In short: to be a founder, you need to unlearn all the limitations you were trained and ended up training yourself in.
Being unemployable starts exactly here. It’s not just that you expand your capacity or skills: you start understanding that you can do much more than anyone ever asked of you.
That’s because no one is asking anything of you anymore. You become autonomous: you don’t have a boss. You ARE your own boss. If there is anything your boss needs to be done, it’s up to you to define and execute it. There are no more formal requirements for you to hold onto. If you can imagine it, you will work on making it happen.
A quick word about autonomy: just because you don’t have an external boss doesn’t mean you don’t need to make hard decisions anymore. This isn’t anarchy. You’ll still be under the rule of someone, even if it is yourself. But the choices are now yours, and you are the one to set the goals as well.

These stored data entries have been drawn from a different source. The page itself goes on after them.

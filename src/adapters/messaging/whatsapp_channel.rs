//! Primary channel: WhatsApp message to the site owner.

use async_trait::async_trait;
use std::sync::Arc;

use crate::domain::contact::{Channel, ContactMessage};
use crate::ports::{ChannelError, ChatSender, NotificationChannel};

/// Delivers contact messages to the owner's WhatsApp number.
pub struct WhatsAppChannel {
    sender: Arc<dyn ChatSender>,
    owner_address: String,
}

impl WhatsAppChannel {
    /// `owner_address` is the `whatsapp:`-prefixed destination.
    pub fn new(sender: Arc<dyn ChatSender>, owner_address: impl Into<String>) -> Self {
        Self {
            sender,
            owner_address: owner_address.into(),
        }
    }
}

#[async_trait]
impl NotificationChannel for WhatsAppChannel {
    fn kind(&self) -> Channel {
        Channel::Primary
    }

    async fn deliver(&self, message: &ContactMessage) -> Result<String, ChannelError> {
        self.sender
            .send_chat(&self.owner_address, &message.chat_body())
            .await
    }
}

#[cfg(test)]
mod tests {
    use super::*;
    use crate::adapters::messaging::MockChatSender;

    #[tokio::test]
    async fn sends_formatted_body_to_owner() {
        let sender = MockChatSender::new().with_sid("SM42");
        let channel = WhatsAppChannel::new(Arc::new(sender.clone()), "whatsapp:+1999");
        let contact = ContactMessage::new("Alice", "Hi there", Some("a@x.com")).unwrap();

        let sid = channel.deliver(&contact).await.unwrap();

        assert_eq!(sid, "SM42");
        let sent = sender.sent();
        assert_eq!(sent[0].to, "whatsapp:+1999");
        assert_eq!(sent[0].body, contact.chat_body());
        assert_eq!(channel.kind(), Channel::Primary);
    }

    #[tokio::test]
    async fn propagates_sender_error() {
        let sender = MockChatSender::new().with_error(ChannelError::AuthenticationFailed);
        let channel = WhatsAppChannel::new(Arc::new(sender), "whatsapp:+1999");
        let contact = ContactMessage::new("Alice", "Hi", None::<&str>).unwrap();

        let err = channel.deliver(&contact).await.unwrap_err();

        assert_eq!(err, ChannelError::AuthenticationFailed);
    }
}
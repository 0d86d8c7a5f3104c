//! Adapters - Implementations of port interfaces.
//!
//! Adapters connect the application to external systems:
//! - `twilio` - WhatsApp over Twilio's Messages API
//! - `email` - SMTP relay via lettre
//! - `messaging` - Notification channels built on the raw senders, plus mocks
//! - `postgres` - Conversation store on PostgreSQL
//! - `memory` - Conversation store held in process memory
//! - `http` - REST API (axum)

pub mod email;
pub mod http;
pub mod memory;
pub mod messaging;
pub mod postgres;
pub mod twilio;
//! Contact form HTTP adapter.

pub mod dto;
pub mod handlers;
pub mod routes;

pub use routes::contact_routes;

That’s the unemployability seed: you start understanding that as a founder, there is nothing you wouldn’t explore if it promised an improvement for your business. No one would hold you back or remind you of a hierarchy you signed up for.

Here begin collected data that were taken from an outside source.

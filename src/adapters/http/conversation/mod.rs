//! Conversation HTTP adapter - inbound webhook and operator endpoints.

pub mod dto;
pub mod handlers;
pub mod routes;

pub use routes::conversation_routes;
//! Application configuration module
//!
//! This module provides type-safe configuration loading from environment variables
//! using the `config` and `dotenvy` crates. Configuration is loaded with the
//! `PORTFOLIO_CONTACT` prefix and nested values use double underscores as separators.
//!
//! Every section is optional. A channel without credentials is disabled, not
//! an error, so the service always starts.
//!
//! # Example
//!
//! ```no_run
//! use portfolio_contact::config::AppConfig;
//!
//! let config = AppConfig::load().expect("Failed to load configuration");
//! config.validate().expect("Invalid configuration");
//! ```

mod database;
mod email;
mod error;
mod server;
mod twilio;
mod webhook;

pub use database::DatabaseConfig;
pub use email::EmailConfig;
pub use error::{ConfigError, ValidationError};
pub use server::{Environment, ServerConfig};
pub use twilio::TwilioConfig;
pub use webhook::WebhookConfig;

use serde::Deserialize;

/// Root application configuration
#[derive(Debug, Clone, Default, Deserialize)]
pub struct AppConfig {
    /// Server configuration (host, port, environment)
    #[serde(default)]
    pub server: ServerConfig,

    /// Twilio WhatsApp channel
    #[serde(default)]
    pub twilio: TwilioConfig,

    /// SMTP email channel
    #[serde(default)]
    pub email: EmailConfig,

    /// Conversation store
    #[serde(default)]
    pub database: DatabaseConfig,

    /// Shared token for the webhook and operator routes
    #[serde(default)]
    pub webhook: WebhookConfig,
}

impl AppConfig {
    /// Load configuration from environment variables
    ///
    /// This function:
    /// 1. Loads `.env` file if present (for development)
    /// 2. Reads environment variables with `PORTFOLIO_CONTACT` prefix
    /// 3. Uses `__` (double underscore) to separate nested values
    ///
    /// # Environment Variable Format
    ///
    /// - `PORTFOLIO_CONTACT__SERVER__PORT=4000` -> `server.port = 4000`
    /// - `PORTFOLIO_CONTACT__TWILIO__ACCOUNT_SID=...` -> `twilio.account_sid = ...`
    ///
    /// # Errors
    ///
    /// Returns `ConfigError` if values cannot be parsed into expected types.
    pub fn load() -> Result<Self, ConfigError> {
        // Load .env file if present (development)
        dotenvy::dotenv().ok();

        let config = config::Config::builder()
            .add_source(
                config::Environment::default()
                    .prefix("PORTFOLIO_CONTACT")
                    .separator("__"),
            )
            .build()?
            .try_deserialize()?;

        Ok(config)
    }

    /// Validate all configuration values
    ///
    /// # Errors
    ///
    /// Returns `ValidationError` if any configuration value is invalid.
    pub fn validate(&self) -> Result<(), ValidationError> {
        self.server.validate()?;
        self.twilio.validate()?;
        self.email.validate()?;
        self.database.validate()?;
        Ok(())
    }

    /// Check if running in production environment
    pub fn is_production(&self) -> bool {
        self.server.is_production()
    }
}

#[cfg(test)]
mod tests {
    use super::*;
    use std::env;
    use std::sync::Mutex;

    // Mutex to ensure tests don't run in parallel (env vars are global)
    static ENV_MUTEX: Mutex<()> = Mutex::new(());

    const VARS: &[&str] = &[
        "PORTFOLIO_CONTACT__SERVER__PORT",
        "PORTFOLIO_CONTACT__SERVER__ENVIRONMENT",
        "PORTFOLIO_CONTACT__TWILIO__ACCOUNT_SID",
        "PORTFOLIO_CONTACT__TWILIO__AUTH_TOKEN",
        "PORTFOLIO_CONTACT__TWILIO__OWNER_WHATSAPP",
        "PORTFOLIO_CONTACT__EMAIL__SMTP_USER",
        "PORTFOLIO_CONTACT__EMAIL__SMTP_PASSWORD",
        "PORTFOLIO_CONTACT__DATABASE__URL",
        "PORTFOLIO_CONTACT__DATABASE__IN_MEMORY",
        "PORTFOLIO_CONTACT__WEBHOOK__AUTH_TOKEN",
    ];

    /// Helper to clear environment variables after testing
    fn clear_env() {
        for var in VARS {
            env::remove_var(var);
        }
    }

    #[test]
    fn test_load_with_nothing_set() {
        let _guard = ENV_MUTEX.lock().unwrap();
        clear_env();
        let result = AppConfig::load();

        assert!(result.is_ok(), "Failed to load config: {:?}", result.err());
        let config = result.unwrap();
        assert_eq!(config.server.port, 4000);
        assert!(!config.twilio.is_configured());
        assert!(!config.email.is_configured());
        assert_eq!(config.webhook.token(), None);
        assert!(config.validate().is_ok());
    }

    #[test]
    fn test_load_channels_from_environment() {
        let _guard = ENV_MUTEX.lock().unwrap();
        env::set_var("PORTFOLIO_CONTACT__TWILIO__ACCOUNT_SID", "AC123");
        env::set_var("PORTFOLIO_CONTACT__TWILIO__AUTH_TOKEN", "token");
        env::set_var("PORTFOLIO_CONTACT__TWILIO__OWNER_WHATSAPP", "+15550001111");
        env::set_var("PORTFOLIO_CONTACT__EMAIL__SMTP_USER", "me@gmail.com");
        env::set_var("PORTFOLIO_CONTACT__EMAIL__SMTP_PASSWORD", "app-password");
        env::set_var("PORTFOLIO_CONTACT__WEBHOOK__AUTH_TOKEN", "s3cret");
        let result = AppConfig::load();
        clear_env();

        let config = result.unwrap();
        assert!(config.twilio.is_configured());
        assert!(config.email.is_configured());
        assert_eq!(config.email.owner_email(), Some("me@gmail.com"));
        assert_eq!(config.webhook.token(), Some("s3cret"));
    }

    #[test]
    fn test_store_settings() {
        let _guard = ENV_MUTEX.lock().unwrap();
        env::set_var("PORTFOLIO_CONTACT__DATABASE__URL", "postgresql://test@localhost/test");
        env::set_var("PORTFOLIO_CONTACT__DATABASE__IN_MEMORY", "true");
        let result = AppConfig::load();
        clear_env();

        let config = result.unwrap();
        assert_eq!(config.database.url(), Some("postgresql://test@localhost/test"));
        assert!(config.database.in_memory);
    }

    #[test]
    fn test_is_production_and_port() {
        let _guard = ENV_MUTEX.lock().unwrap();
        env::set_var("PORTFOLIO_CONTACT__SERVER__ENVIRONMENT", "production");
        env::set_var("PORTFOLIO_CONTACT__SERVER__PORT", "3000");
        let result = AppConfig::load();
        clear_env();

        let config = result.unwrap();
        assert!(config.is_production());
        assert_eq!(config.server.port, 3000);
    }
}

There are downsides to this, of course. If you are lazy —or motivationally challenged, as I prefer to call it— you will have a lazy and unreliable boss. You’re left with the task of motivating yourself to be motivated. That’s a very bootstrappy thing: it’s logically impossible. But you’ll find methods to keep motivated and accountable. I personally find external expectations to be helpful. Every week, I have to write an article, as my readers, listeners, and viewers expect it to appear on their feeds. That keeps me going.

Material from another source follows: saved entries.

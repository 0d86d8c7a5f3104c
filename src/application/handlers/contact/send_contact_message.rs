//! SendContactMessageHandler - Delivers a contact form submission and
//! optionally threads it in the conversation store.

use crate::application::handlers::conversation::RecordContactMessageHandler;
use crate::application::notifier::{Notifier, NotifyError};
use crate::domain::contact::{ContactMessage, DeliveryResult};
use crate::domain::foundation::ConversationId;

/// Raw contact form submission.
#[derive(Debug, Clone, Default)]
pub struct SendContactMessageCommand {
    pub visitor_name: String,
    pub message: String,
    pub visitor_email: Option<String>,
}

/// Result of a delivered submission.
#[derive(Debug, Clone)]
pub struct SendContactMessageResult {
    pub delivery: DeliveryResult,
    /// Set when the message was also recorded.
    pub conversation_id: Option<ConversationId>,
}

/// Handler for contact form submissions.
#[derive(Clone)]
pub struct SendContactMessageHandler {
    notifier: Notifier,
    recorder: Option<RecordContactMessageHandler>,
}

impl SendContactMessageHandler {
    pub fn new(notifier: Notifier) -> Self {
        Self {
            notifier,
            recorder: None,
        }
    }

    /// Records delivered messages through the given handler.
    pub fn with_recorder(mut self, recorder: RecordContactMessageHandler) -> Self {
        self.recorder = Some(recorder);
        self
    }

    pub fn notifier(&self) -> &Notifier {
        &self.notifier
    }

    pub async fn handle(
        &self,
        cmd: SendContactMessageCommand,
    ) -> Result<SendContactMessageResult, NotifyError> {
        // 1. Validate
        let contact = ContactMessage::new(
            &cmd.visitor_name,
            &cmd.message,
            cmd.visitor_email.as_deref(),
        )?;

        // 2. Deliver
        let delivery = self.notifier.deliver(&contact).await?;

        // 3. Record; the visitor already reached the owner, so a store failure is only logged
        let conversation_id = match &self.recorder {
            Some(recorder) => match recorder.handle(&contact, &delivery).await {
                Ok(conversation) => Some(conversation.id()),
                Err(e) => {
                    tracing::error!(error = %e, "Failed to record contact message");
                    None
                }
            },
            None => None,
        };

        Ok(SendContactMessageResult {
            delivery,
            conversation_id,
        })
    }
}

#[cfg(test)]
mod tests {
    use super::*;
    use crate::adapters::memory::InMemoryConversationStore;
    use crate::adapters::messaging::MockChannel;
    use crate::domain::contact::Channel;
    use crate::domain::conversation::{
        Conversation, ConversationKey, ConversationRef, Message, VisitorPatch,
    };
    use crate::ports::{ChannelError, ConversationStore, StoreError};
    use async_trait::async_trait;
    use std::sync::Arc;

    struct FailingStore;

    #[async_trait]
    impl ConversationStore for FailingStore {
        async fn upsert_visitor_message(
            &self,
            _key: &ConversationKey,
            _patch: &VisitorPatch,
            _message: &Message,
        ) -> Result<Conversation, StoreError> {
            Err(StoreError::Database("connection reset".to_string()))
        }

        async fn find(&self, _r: &ConversationRef) -> Result<Option<Conversation>, StoreError> {
            Ok(None)
        }

        async fn append_message(
            &self,
            id: &ConversationId,
            _message: &Message,
        ) -> Result<Conversation, StoreError> {
            Err(StoreError::NotFound(*id))
        }

        async fn list(&self) -> Result<Vec<Conversation>, StoreError> {
            Ok(Vec::new())
        }
    }

    fn command(name: &str, message: &str, email: Option<&str>) -> SendContactMessageCommand {
        SendContactMessageCommand {
            visitor_name: name.to_string(),
            message: message.to_string(),
            visitor_email: email.map(str::to_string),
        }
    }

    fn notifier_with(primary: MockChannel) -> Notifier {
        Notifier::new().with_primary(Arc::new(primary))
    }

    #[tokio::test]
    async fn delivers_and_records() {
        let store = Arc::new(InMemoryConversationStore::new());
        let handler = SendContactMessageHandler::new(notifier_with(
            MockChannel::new(Channel::Primary).with_success("SM1"),
        ))
        .with_recorder(RecordContactMessageHandler::new(store.clone()));

        let result = handler
            .handle(command("Alice", "Hi", Some("a@x.com")))
            .await
            .unwrap();

        assert_eq!(result.delivery, DeliveryResult::new(Channel::Primary, "SM1"));
        assert!(result.conversation_id.is_some());
        assert_eq!(store.len(), 1);
    }

    #[tokio::test]
    async fn store_failure_still_succeeds() {
        let handler = SendContactMessageHandler::new(notifier_with(
            MockChannel::new(Channel::Primary).with_success("SM1"),
        ))
        .with_recorder(RecordContactMessageHandler::new(Arc::new(FailingStore)));

        let result = handler.handle(command("Alice", "Hi", None)).await.unwrap();

        assert_eq!(result.delivery.provider_message_id, "SM1");
        assert_eq!(result.conversation_id, None);
    }

    #[tokio::test]
    async fn failed_delivery_is_not_recorded() {
        let store = Arc::new(InMemoryConversationStore::new());
        let handler = SendContactMessageHandler::new(notifier_with(
            MockChannel::new(Channel::Primary).with_error(ChannelError::network("down")),
        ))
        .with_recorder(RecordContactMessageHandler::new(store.clone()));

        let err = handler.handle(command("Alice", "Hi", None)).await.unwrap_err();

        assert_eq!(err, NotifyError::DeliveryFailed);
        assert!(store.is_empty());
    }

    #[tokio::test]
    async fn validation_happens_before_delivery() {
        let primary = MockChannel::new(Channel::Primary);
        let handler = SendContactMessageHandler::new(notifier_with(primary.clone()));

        let err = handler.handle(command("", "Hi", None)).await.unwrap_err();

        assert!(matches!(err, NotifyError::Validation(_)));
        assert_eq!(primary.call_count(), 0);
    }
}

Most founders do precisely that: they keep going. To their surprise, they also keep growing. Sometimes slowly, and occasionally quite fast, they learn, improve, and build something that matters. There comes a time in every entrepreneur’s life where they look back on their journey and get to see that it was their own work, their grit and tenacity, that got them to where they are today. This observation leaves us founders with an indestructible level of self-respect. We did this. Ourselves.
And that’s why it is so incredibly hard ever to consider taking up employment again. We know our potential. We know how adaptable we can be. As wielder-of-all-the-roles, we have trouble considering limiting ourselves to one role again.
We have learned that we are so much more than just a cog in the machine. We have become linchpins in our own businesses: without us, things fall apart. We’re indispensable. This severely limits the lure of a stable job in a position where we can be easily replaced.
This also affects the way we negotiate for ourselves. When we do consider taking up a job —no matter if it’s post-exit or because our project failed— we remember the freedom that our autonomy gave us. We know that we’re more than our job title. The life we had a glimpse into was one of balancing many things: the business, the family, and our life as a whole.
When we negotiate about vacation time, we don’t do this out of disrespect for our potential employer; we do it out of respect for ourselves. This respect is an often painful consequence of going at it alone. It’s a consequence of the unlearning we had to do to become proficient at more than self-imposed compliance.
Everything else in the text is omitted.